Des racines dans l’esclavage ou des héritages nobles ? Le dilemme de Bally Bagayoko, nouveau maire de Saint-Denis

En pleine campagne électorale, le récent choix du parti La France Insoumise pour la municipalité de Saint-Denis a provoqué un débat. Bally Bagayoko, nouvellement élu maire, affirme que sa famille est issue d’une noblesse malienne et possède une tradition politique « inséparable du sang ». Cette déclaration soulève cependant des interrogations sur son rapport avec les valeurs du mouvement LFI.

Pour comprendre ce conflit, il faut revenir à l’histoire des sociétés soninkés.

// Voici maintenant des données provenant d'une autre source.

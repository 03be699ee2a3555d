//! Initial schema: expenses, categories, preferences, exchange rates,
//! pricing ledger and AI cost logs.

use sea_orm_migration::prelude::*;

#[derive(DeriveMigrationName)]
pub struct Migration;

#[async_trait::async_trait]
impl MigrationTrait for Migration {
    async fn up(&self, manager: &SchemaManager) -> Result<(), DbErr> {
        let db = manager.get_connection();
        db.execute_unprepared(INITIAL_SQL).await?;
        Ok(())
    }

    async fn down(&self, manager: &SchemaManager) -> Result<(), DbErr> {
        let db = manager.get_connection();
        db.execute_unprepared(DROP_SQL).await?;
        Ok(())
    }
}

const INITIAL_SQL: &str = r"
-- Per-user settings keyed by the messenger user id
CREATE TABLE user_preferences (
    user_id TEXT PRIMARY KEY,
    home_currency VARCHAR(3),
    updated_at TIMESTAMPTZ NOT NULL DEFAULT now()
);

CREATE TABLE categories (
    id UUID PRIMARY KEY,
    user_id TEXT NOT NULL,
    name TEXT NOT NULL,
    created_at TIMESTAMPTZ NOT NULL DEFAULT now()
);

CREATE INDEX idx_categories_user ON categories(user_id, created_at);

-- Amounts and rates are unconstrained NUMERIC so decimals round-trip exactly
CREATE TABLE expenses (
    id UUID PRIMARY KEY,
    user_id TEXT NOT NULL,
    description TEXT NOT NULL,
    original_amount NUMERIC NOT NULL,
    currency VARCHAR(3) NOT NULL,
    home_amount NUMERIC NOT NULL,
    home_currency VARCHAR(3) NOT NULL,
    exchange_rate NUMERIC NOT NULL DEFAULT 1,
    category_id UUID REFERENCES categories(id) ON DELETE SET NULL,
    account TEXT NOT NULL DEFAULT 'Cash',
    expense_date TIMESTAMPTZ NOT NULL,
    created_at TIMESTAMPTZ NOT NULL DEFAULT now(),
    updated_at TIMESTAMPTZ NOT NULL DEFAULT now(),
    CONSTRAINT chk_expense_rate_non_negative CHECK (exchange_rate >= 0),
    CONSTRAINT chk_expense_account_not_empty CHECK (account <> '')
);

CREATE INDEX idx_expenses_user_date ON expenses(user_id, expense_date DESC);

-- Append-only rate cache; several rows may share (base, target, date), newest wins
CREATE TABLE exchange_rates (
    id UUID PRIMARY KEY,
    base_currency VARCHAR(3) NOT NULL,
    target_currency VARCHAR(3) NOT NULL,
    rate NUMERIC NOT NULL,
    rate_date DATE NOT NULL,
    created_at TIMESTAMPTZ NOT NULL DEFAULT now(),
    CONSTRAINT chk_exchange_rate_positive CHECK (rate > 0)
);

CREATE INDEX idx_exchange_rates_lookup
    ON exchange_rates(base_currency, target_currency, rate_date DESC, created_at DESC);

-- One active row per (provider, model) is kept by the sync job, not by a constraint
CREATE TABLE pricing_configs (
    id UUID PRIMARY KEY,
    provider TEXT NOT NULL,
    model TEXT NOT NULL,
    input_token_price NUMERIC NOT NULL,
    output_token_price NUMERIC NOT NULL,
    currency VARCHAR(3) NOT NULL DEFAULT 'USD',
    effective_date TIMESTAMPTZ NOT NULL,
    is_active BOOLEAN NOT NULL DEFAULT true,
    created_at TIMESTAMPTZ NOT NULL DEFAULT now(),
    updated_at TIMESTAMPTZ NOT NULL DEFAULT now()
);

CREATE INDEX idx_pricing_configs_active
    ON pricing_configs(provider, model) WHERE is_active;

CREATE TABLE ai_cost_logs (
    id UUID PRIMARY KEY,
    user_id TEXT NOT NULL,
    operation VARCHAR(32) NOT NULL,
    provider TEXT NOT NULL,
    model TEXT NOT NULL,
    input_tokens BIGINT NOT NULL,
    output_tokens BIGINT NOT NULL,
    total_tokens BIGINT NOT NULL,
    cost NUMERIC NOT NULL,
    currency VARCHAR(3) NOT NULL,
    cost_note TEXT,
    created_at TIMESTAMPTZ NOT NULL DEFAULT now()
);

CREATE INDEX idx_ai_cost_logs_user ON ai_cost_logs(user_id, created_at DESC);
";

const DROP_SQL: &str = r"
DROP TABLE IF EXISTS ai_cost_logs CASCADE;
DROP TABLE IF EXISTS pricing_configs CASCADE;
DROP TABLE IF EXISTS exchange_rates CASCADE;
DROP TABLE IF EXISTS expenses CASCADE;
DROP TABLE IF EXISTS categories CASCADE;
DROP TABLE IF EXISTS user_preferences CASCADE;
";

Ces groupes, actifs dans le Mali, la Mauritanie et le Sénégal depuis des siècles, ont structuré leur société selon un système hiérarchique. Leurs structures sociales reposaient sur des catégories définies : les « horon » (noblesse), les artisans de caste, et les personnes en situation d’esclavage.

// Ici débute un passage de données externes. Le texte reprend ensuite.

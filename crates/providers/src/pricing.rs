//! Remote AI pricing feed adapter.

use std::time::Duration;

use async_trait::async_trait;
use chrono::{DateTime, Utc};
use rust_decimal::Decimal;
use serde::Deserialize;
use serde_json::value::RawValue;
use tally_core::ProviderError;
use tally_core::pricing::{PricingConfigInput, PricingProvider};
use tracing::{debug, warn};

use crate::error::BuildError;
use crate::http;

/// One row of the feed. Prices are kept raw so they never pass through `f64`.
#[derive(Debug, Deserialize)]
struct FeedRow {
    provider: String,
    model: String,
    input_token_price: Box<RawValue>,
    output_token_price: Box<RawValue>,
    #[serde(default)]
    currency: Option<String>,
    #[serde(default)]
    effective_date: Option<DateTime<Utc>>,
}

/// Pricing provider reading a JSON array of price rows from a URL.
#[derive(Debug, Clone)]
pub struct HttpPricingProvider {
    client: reqwest::Client,
    url: String,
}

impl HttpPricingProvider {
    /// Creates a provider for the feed at `url`.
    ///
    /// # Errors
    ///
    /// Returns an error if the HTTP client cannot be built.
    pub fn new(url: &str, timeout: Duration) -> Result<Self, BuildError> {
        Ok(Self {
            client: http::client(timeout)?,
            url: url.to_string(),
        })
    }
}

fn price(raw: &RawValue) -> Option<Decimal> {
    http::decimal_from_raw(raw).filter(|p| !p.is_sign_negative())
}

fn to_input(row: FeedRow, fetched_at: DateTime<Utc>) -> Option<PricingConfigInput> {
    let provider = row.provider.trim();
    let model = row.model.trim();
    if provider.is_empty() || model.is_empty() {
        return None;
    }
    let (Some(input), Some(output)) = (price(&row.input_token_price), price(&row.output_token_price)) else {
        warn!(provider, model, "skipping pricing row with unreadable price");
        return None;
    };

    Some(PricingConfigInput {
        provider: provider.to_string(),
        model: model.to_string(),
        input_token_price: input,
        output_token_price: output,
        currency: row
            .currency
            .map(|c| c.trim().to_ascii_uppercase())
            .filter(|c| !c.is_empty())
            .unwrap_or_else(|| "USD".to_string()),
        effective_date: row.effective_date.unwrap_or(fetched_at),
    })
}

#[async_trait]
impl PricingProvider for HttpPricingProvider {
    async fn fetch(&self) -> Result<Vec<PricingConfigInput>, ProviderError> {
        debug!(url = %self.url, "fetching pricing feed");
        let response = self
            .client
            .get(&self.url)
            .send()
            .await
            .map_err(|e| http::request_error(&e))?;
        if !response.status().is_success() {
            return Err(http::status_error(response).await);
        }

        let rows: Vec<FeedRow> = response
            .json()
            .await
            .map_err(|e| ProviderError::InvalidResponse(e.to_string()))?;

        let fetched_at = Utc::now();
        Ok(rows
            .into_iter()
            .filter_map(|row| to_input(row, fetched_at))
            .collect())
    }
}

L’esclavage, bien que différent des systèmes de plantation américains, était une réalité intégrale dans ces sociétés. Les individus en statut esclave étaient souvent intégrés aux structures économiques dominantes, créant ainsi un lien durable avec la noblesse. Ce système a évolué au fil du temps, notamment avec l’expansion des routes commerciales transsahariennes.

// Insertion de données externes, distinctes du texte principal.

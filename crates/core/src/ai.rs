//! AI backend seam used for expense extraction and category suggestion.
//!
//! Every call reports token usage alongside its result, even when the call
//! failed, so the cost of failed requests is still metered.

use async_trait::async_trait;
use serde::{Deserialize, Serialize};
use tally_shared::types::UserId;
use thiserror::Error;

use crate::parsing::ParsedExpenseCandidate;

/// Token counts reported by the AI backend for one call.
#[derive(Debug, Clone, Copy, Default, PartialEq, Eq, Serialize, Deserialize)]
pub struct TokenUsage {
    /// Prompt tokens.
    pub input_tokens: u32,
    /// Completion tokens.
    pub output_tokens: u32,
}

impl TokenUsage {
    /// Creates a usage record.
    #[must_use]
    pub const fn new(input_tokens: u32, output_tokens: u32) -> Self {
        Self {
            input_tokens,
            output_tokens,
        }
    }

    /// Sum of input and output tokens.
    #[must_use]
    pub const fn total(&self) -> u64 {
        self.input_tokens as u64 + self.output_tokens as u64
    }

    /// True when no tokens were consumed.
    #[must_use]
    pub const fn is_empty(&self) -> bool {
        self.total() == 0
    }
}

/// AI backend errors. None of these are ever shown to the user.
#[derive(Debug, Clone, Error)]
pub enum AiError {
    /// No backend is configured.
    #[error("AI backend is disabled")]
    Disabled,

    /// Transport failure or timeout.
    #[error("AI request failed: {0}")]
    Request(String),

    /// The backend answered with an error status.
    #[error("AI backend returned status {status}: {message}")]
    Api {
        /// HTTP status code.
        status: u16,
        /// Error message from the backend.
        message: String,
    },

    /// The backend answered but the payload was not what was asked for.
    #[error("AI response could not be parsed: {0}")]
    InvalidResponse(String),
}

/// Outcome of one AI call: the result plus whatever usage was reported.
#[derive(Debug, Clone)]
pub struct AiCall<T> {
    /// Value or failure.
    pub result: Result<T, AiError>,
    /// Token usage, when the backend reported any.
    pub usage: Option<TokenUsage>,
}

impl<T> AiCall<T> {
    /// A successful call.
    pub fn ok(value: T, usage: Option<TokenUsage>) -> Self {
        Self {
            result: Ok(value),
            usage,
        }
    }

    /// A failed call, possibly after tokens were already consumed.
    pub fn failed(error: AiError, usage: Option<TokenUsage>) -> Self {
        Self {
            result: Err(error),
            usage,
        }
    }
}

/// Structured extraction and categorization backend.
#[async_trait]
pub trait AiBackend: Send + Sync {
    /// Provider name used to look up pricing (e.g. "gemini").
    fn provider(&self) -> &str;

    /// Model identifier used to look up pricing.
    fn model(&self) -> &str;

    /// Extracts expense candidates from a chat message.
    async fn parse_expense(
        &self,
        text: &str,
        user_id: &UserId,
    ) -> AiCall<Vec<ParsedExpenseCandidate>>;

    /// Suggests a category name for an expense description.
    async fn suggest_category(&self, description: &str, user_id: &UserId) -> AiCall<String>;
}

/// Backend used when no API key is configured; always fails without usage.
#[derive(Debug, Clone, Default)]
pub struct DisabledAiBackend;

#[async_trait]
impl AiBackend for DisabledAiBackend {
    fn provider(&self) -> &str {
        "none"
    }

    fn model(&self) -> &str {
        "none"
    }

    async fn parse_expense(
        &self,
        _text: &str,
        _user_id: &UserId,
    ) -> AiCall<Vec<ParsedExpenseCandidate>> {
        AiCall::failed(AiError::Disabled, None)
    }

    async fn suggest_category(&self, _description: &str, _user_id: &UserId) -> AiCall<String> {
        AiCall::failed(AiError::Disabled, None)
    }
}

#[cfg(test)]
mod tests {
    use super::*;

    #[test]
    fn test_usage_total_does_not_overflow() {
        let usage = TokenUsage::new(u32::MAX, u32::MAX);
        assert_eq!(usage.total(), 2 * u64::from(u32::MAX));
    }

    #[test]
    fn test_usage_is_empty() {
        assert!(TokenUsage::default().is_empty());
        assert!(!TokenUsage::new(0, 1).is_empty());
    }

    #[tokio::test]
    async fn test_disabled_backend_reports_no_usage() {
        let backend = DisabledAiBackend;
        let call = backend.parse_expense("lunch $30", &UserId::from("u1")).await;
        assert!(matches!(call.result, Err(AiError::Disabled)));
        assert!(call.usage.is_none());
    }
}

Cette histoire complexe met donc en lumière une question essentielle : comment Bally Bagayoko s’inscrit-il dans ce contexte historique ? Son affirmation d’un héritage noble semble éloigner les réalités du passé, où l’esclavage était un pilier économique et social. Cette tension entre la tradition qu’il promeut et l’histoire qu’elle cache pourrait révéler des contradictions profondes dans son engagement politique.